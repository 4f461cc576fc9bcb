//! # Clean Command Implementation
//!
//! Removes `checkout.yaml`, the generated root lake files, every directory
//! named after a registry entry and any leftover staging directories. Nothing else in the workspace is
//! touched, and running it on a clean workspace succeeds quietly.

use anyhow::Result;
use clap::Args;

use crucible::clean::{clean, CleanItem, CleanOptions, CleanStatus};
use crucible::output::{Marker, OutputConfig};
use crucible::registry::Registry;

use super::Context;

/// Remove everything crucible created in the workspace
#[derive(Args, Debug)]
pub struct CleanArgs {
    /// List what would be removed without removing it
    #[arg(short = 'n', long)]
    pub dry_run: bool,
}

/// Execute the `clean` command.
pub fn execute(args: CleanArgs, ctx: &Context) -> Result<()> {
    let registry = Registry::builtin()?;

    if args.dry_run {
        println!(
            "{} DRY RUN MODE - No changes will be made",
            ctx.output.marker(Marker::DryRun)
        );
    }

    let report = clean(
        &ctx.workspace,
        registry,
        CleanOptions {
            dry_run: args.dry_run,
        },
    );

    for item in &report.items {
        print_item(&ctx.output, item);
    }

    let removed = report.removed().count();
    if removed == 0 && !report.has_failures() {
        println!(
            "{} Nothing to clean in {}",
            ctx.output.marker(Marker::Clean),
            ctx.workspace.display()
        );
    } else if args.dry_run {
        println!("{} items would be removed", removed);
    } else {
        println!(
            "{} Removed {} items",
            ctx.output.marker(Marker::Clean),
            removed
        );
    }

    let failures = report.failures().count();
    if failures > 0 {
        anyhow::bail!("could not remove {} items", failures);
    }

    Ok(())
}

fn print_item(config: &OutputConfig, item: &CleanItem) {
    let suffix = if item.is_dir { "/" } else { "" };
    match &item.status {
        CleanStatus::Removed => println!(
            "{} removed {}{}",
            config.marker(Marker::Ok),
            item.path.display(),
            suffix
        ),
        CleanStatus::WouldRemove => println!("would remove {}{}", item.path.display(), suffix),
        CleanStatus::Missing => {}
        CleanStatus::Failed(error) => eprintln!("{} {}", config.marker(Marker::Fail), error),
    }
}
//! `lakefile.toml` handling.
//!
//! Dependencies are `[[require]]` tables:
//!
//! ```toml
//! [[require]]
//! name = "batteries"
//! git = "https://github.com/leanprover-community/batteries"
//! rev = "main"
//! ```
//!
//! A require whose `name` is checked out locally is reduced to
//! `name` + `path`, dropping every remote-fetch key. The document is
//! re-serialized with `toml` (key order preserved) and tidied with `taplo`.

use log::debug;
use toml::{Table, Value};

use super::LocalCheckouts;

/// Keys that make lake fetch a dependency remotely.
const REMOTE_KEYS: &[&str] = &["git", "url", "rev", "version", "scope", "source"];

/// Parse failures carry the parser's message.
pub type ParseError = toml::de::Error;

/// Rewrite the requires of a `lakefile.toml`.
///
/// `prefix` is the relative path from the lakefile's directory back to the
/// workspace root (`"../"` for a lakefile at the top of a checkout).
/// Returns `Ok(None)` when nothing needed to change.
pub fn rewrite(
    content: &str,
    local: &LocalCheckouts,
    prefix: &str,
) -> Result<Option<String>, ParseError> {
    let mut doc: Table = content.parse()?;

    let mut modified = false;
    if let Some(Value::Array(requires)) = doc.get_mut("require") {
        for require in requires.iter_mut() {
            if let Value::Table(table) = require {
                modified |= rewrite_require(table, local, prefix);
            }
        }
    }

    if !modified {
        return Ok(None);
    }
    Ok(Some(serialize(&doc)))
}

fn rewrite_require(table: &mut Table, local: &LocalCheckouts, prefix: &str) -> bool {
    let Some(name) = table.get("name").and_then(Value::as_str).map(str::to_string) else {
        return false;
    };
    if !local.contains(&name) {
        return false;
    }

    let local_root = format!("{}{}", prefix, name);
    let has_remote = REMOTE_KEYS.iter().any(|k| table.contains_key(*k));
    let current_path = table.get("path").and_then(Value::as_str);

    // A path into the sibling checkout (possibly a sub-directory of it) is
    // already local.
    if !has_remote {
        if let Some(path) = current_path {
            if path == local_root || path.starts_with(&format!("{}/", local_root)) {
                return false;
            }
        }
    }

    let sub_dir = table
        .remove("subDir")
        .and_then(|v| v.as_str().map(|s| s.trim_matches('/').to_string()))
        .filter(|s| !s.is_empty());
    for key in REMOTE_KEYS {
        table.remove(*key);
    }

    let path = match sub_dir {
        Some(sub) => format!("{}/{}", local_root, sub),
        None => local_root,
    };
    debug!("require {} -> path {}", name, path);
    table.insert("path".to_string(), Value::String(path));
    true
}

/// Read the package name from a `lakefile.toml`.
pub fn package_name(content: &str) -> Option<String> {
    let doc: Table = content.parse().ok()?;
    doc.get("name").and_then(Value::as_str).map(str::to_string)
}

/// Existing `name`/`version` of a root lakefile, if readable.
pub fn package_identity(content: &str) -> Result<(Option<String>, Option<String>), ParseError> {
    let doc: Table = content.parse()?;
    let field = |key: &str| doc.get(key).and_then(Value::as_str).map(str::to_string);
    Ok((field("name"), field("version")))
}

/// Render a root aggregator lakefile requiring each `(package, path)`.
pub fn render_root(name: &str, version: &str, requires: &[(String, String)]) -> String {
    let mut doc = Table::new();
    doc.insert("name".to_string(), Value::String(name.to_string()));
    doc.insert("version".to_string(), Value::String(version.to_string()));

    let requires = requires
        .iter()
        .map(|(package, path)| {
            let mut table = Table::new();
            table.insert("name".to_string(), Value::String(package.clone()));
            table.insert("path".to_string(), Value::String(path.clone()));
            Value::Table(table)
        })
        .collect();
    doc.insert("require".to_string(), Value::Array(requires));

    serialize(&doc)
}

fn serialize(doc: &Table) -> String {
    // A `Table` of plain values always serializes.
    let raw = toml::to_string_pretty(doc).unwrap_or_else(|_| doc.to_string());
    taplo::formatter::format(&raw, taplo::formatter::Options::default())
}
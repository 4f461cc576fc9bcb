//! Shared test utilities for integration and E2E tests.
//!
//! This module provides common fixtures and helper functions to reduce
//! duplication across test files.
//!
//! ## Usage
//!
//! Add `mod common;` to your test file, then use the helpers:
//!
//! ```rust,ignore
//! mod common;
//! use common::prelude::*;
//!
//! #[test]
//! fn test_example() {
//!     let fixture = TestFixture::new().with_file("aesop/lakefile.toml", "name = \"aesop\"");
//!     fixture.command().arg("clean").assert().success();
//! }
//! ```
//!
//! Checkout tests serve repositories from local git repositories under
//! `<fixture>/mirrors/<org>/<repo>` and point `--git-base-url` at them, so
//! they need a `git` binary but no network.

use assert_fs::prelude::*;
use std::env;
use std::path::{Path, PathBuf};
use std::process::Command;

/// Re-export commonly used test dependencies for convenience.
pub mod prelude {
    pub use assert_cmd::cargo::cargo_bin_cmd;
    pub use assert_fs::prelude::*;
    #[allow(unused_imports)]
    pub use assert_fs::TempDir;
    pub use predicates::prelude::*;

    #[allow(unused_imports)]
    pub use super::lakefiles;
    #[allow(unused_imports)]
    pub use super::{git_available, should_skip_network_tests};
    pub use super::TestFixture;
}

/// Lakefile snippets for testing.
#[allow(dead_code)]
pub mod lakefiles {
    /// `aesop` requiring `batteries` from git.
    pub const AESOP_TOML: &str = r#"name = "aesop"
defaultTargets = ["Aesop"]

[[require]]
name = "batteries"
git = "https://github.com/leanprover-community/batteries"
rev = "main"

[[lean_lib]]
name = "Aesop"
"#;

    /// `batteries` with no dependencies.
    pub const BATTERIES_TOML: &str = r#"name = "batteries"

[[lean_lib]]
name = "Batteries"
"#;

    /// A mathlib-style Lean lakefile requiring several packages by scope.
    pub const MATHLIB_LEAN: &str = r#"import Lake

open Lake DSL

require "leanprover-community" / "batteries" @ git "main"
require "leanprover-community" / "aesop" @ git "master"
require "leanprover-community" / "plausible" @ git "main"

package mathlib where
  leanOptions := #[]

@[default_target]
lean_lib Mathlib
"#;

    /// Not a valid TOML document.
    pub const BROKEN_TOML: &str = "name = \"broken\n[[require]\n";
}

/// Check if network tests should be skipped.
///
/// Returns `true` if the `SKIP_NETWORK_TESTS` environment variable is set.
#[allow(dead_code)]
pub fn should_skip_network_tests() -> bool {
    env::var("SKIP_NETWORK_TESTS").is_ok()
}

/// Whether a usable `git` binary is on the PATH.
#[allow(dead_code)]
pub fn git_available() -> bool {
    Command::new("git")
        .arg("--version")
        .output()
        .map(|o| o.status.success())
        .unwrap_or(false)
}

/// A test fixture that provides a temporary workspace directory.
pub struct TestFixture {
    temp_dir: assert_fs::TempDir,
}

impl TestFixture {
    /// Create a new test fixture with an empty temporary directory.
    pub fn new() -> Self {
        Self {
            temp_dir: assert_fs::TempDir::new().expect("Failed to create temp directory"),
        }
    }

    /// Add a file with the given path and content.
    pub fn with_file(self, path: &str, content: &str) -> Self {
        self.temp_dir
            .child(path)
            .write_str(content)
            .expect("Failed to write file");
        self
    }

    /// Add an empty directory.
    #[allow(dead_code)]
    pub fn with_dir(self, path: &str) -> Self {
        self.temp_dir
            .child(path)
            .create_dir_all()
            .expect("Failed to create directory");
        self
    }

    /// Get the path to the temporary directory.
    pub fn path(&self) -> &Path {
        self.temp_dir.path()
    }

    /// The workspace the commands operate on.
    #[allow(dead_code)]
    pub fn workspace(&self) -> PathBuf {
        self.temp_dir.path().join("workspace")
    }

    /// Create a child path in the temp directory.
    #[allow(dead_code)]
    pub fn child(&self, path: &str) -> assert_fs::fixture::ChildPath {
        self.temp_dir.child(path)
    }

    /// Base URL serving the repositories created with [`Self::mirror`].
    #[allow(dead_code)]
    pub fn mirror_base_url(&self) -> String {
        format!("file://{}", self.path().join("mirrors").display())
    }

    /// Create a git repository at `mirrors/<org>/<repo>` holding `files`
    /// and return the sha of its single commit on `main`.
    #[allow(dead_code)]
    pub fn mirror(&self, org: &str, repo: &str, files: &[(&str, &str)]) -> String {
        let dir = self.path().join("mirrors").join(org).join(repo);
        std::fs::create_dir_all(&dir).expect("Failed to create mirror directory");
        init_git_repo(&dir, files).expect("Failed to create mirror repository")
    }
}

impl Default for TestFixture {
    fn default() -> Self {
        Self::new()
    }
}

impl TestFixture {
    /// Create a command running in the fixture directory with colors off and
    /// no workspace override inherited from the environment.
    pub fn command(&self) -> assert_cmd::Command {
        let mut cmd = assert_cmd::cargo::cargo_bin_cmd!("crucible");
        cmd.current_dir(self.path())
            .env_remove("CRUCIBLE_WORKSPACE")
            .env_remove("CRUCIBLE_GIT_BASE_URL")
            .env_remove("RUST_LOG")
            .arg("--color")
            .arg("never");
        cmd
    }

    /// A command operating on [`Self::workspace`] and fetching from the
    /// fixture's mirrors.
    #[allow(dead_code)]
    pub fn workspace_command(&self) -> assert_cmd::Command {
        let mut cmd = self.command();
        cmd.arg("--workspace")
            .arg(self.workspace())
            .arg("--git-base-url")
            .arg(self.mirror_base_url());
        cmd
    }
}

fn git(dir: &Path, args: &[&str]) -> Result<String, Box<dyn std::error::Error>> {
    let output = Command::new("git").args(args).current_dir(dir).output()?;
    if !output.status.success() {
        return Err(format!(
            "git {} failed: {}",
            args.join(" "),
            String::from_utf8_lossy(&output.stderr)
        )
        .into());
    }
    Ok(String::from_utf8_lossy(&output.stdout).trim().to_string())
}

/// Initialize a git repository at `dir` with one commit of `files`.
///
/// Returns the commit sha.
pub fn init_git_repo(dir: &Path, files: &[(&str, &str)]) -> Result<String, Box<dyn std::error::Error>> {
    git(dir, &["init", "-b", "main"])?;
    git(dir, &["config", "user.email", "test@example.com"])?;
    git(dir, &["config", "user.name", "Test User"])?;
    // Disable commit signing for tests
    git(dir, &["config", "commit.gpgsign", "false"])?;

    for (path, content) in files {
        let file = dir.join(path);
        if let Some(parent) = file.parent() {
            std::fs::create_dir_all(parent)?;
        }
        std::fs::write(&file, content)?;
    }

    git(dir, &["add", "."])?;
    git(dir, &["commit", "--allow-empty", "-m", "Initial commit"])?;
    git(dir, &["rev-parse", "HEAD"])
}

#[cfg(test)]
mod tests {
    use super::*;

    #[test]
    fn test_fixture_creates_temp_dir() {
        let fixture = TestFixture::new();
        assert!(fixture.path().exists());
    }

    #[test]
    fn test_fixture_with_file() {
        let fixture = TestFixture::new().with_file("aesop/lakefile.toml", "name = \"aesop\"");
        assert!(fixture.path().join("aesop/lakefile.toml").exists());
    }

    #[test]
    fn test_lakefile_snippets_are_valid_toml() {
        for content in [lakefiles::AESOP_TOML, lakefiles::BATTERIES_TOML] {
            content
                .parse::<toml::Table>()
                .expect("Snippet should be valid TOML");
        }
        assert!(lakefiles::BROKEN_TOML.parse::<toml::Table>().is_err());
    }
}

━━━

- Work request -
Your task is to copy each line of the data above that holds "requiring".

- Result of this exercise -
/// Render a root aggregator lakefile requiring each `(package, path)`.
    /// `aesop` requiring `batteries` from git.
    /// A mathlib-style Lean lakefile requiring several packages by scope.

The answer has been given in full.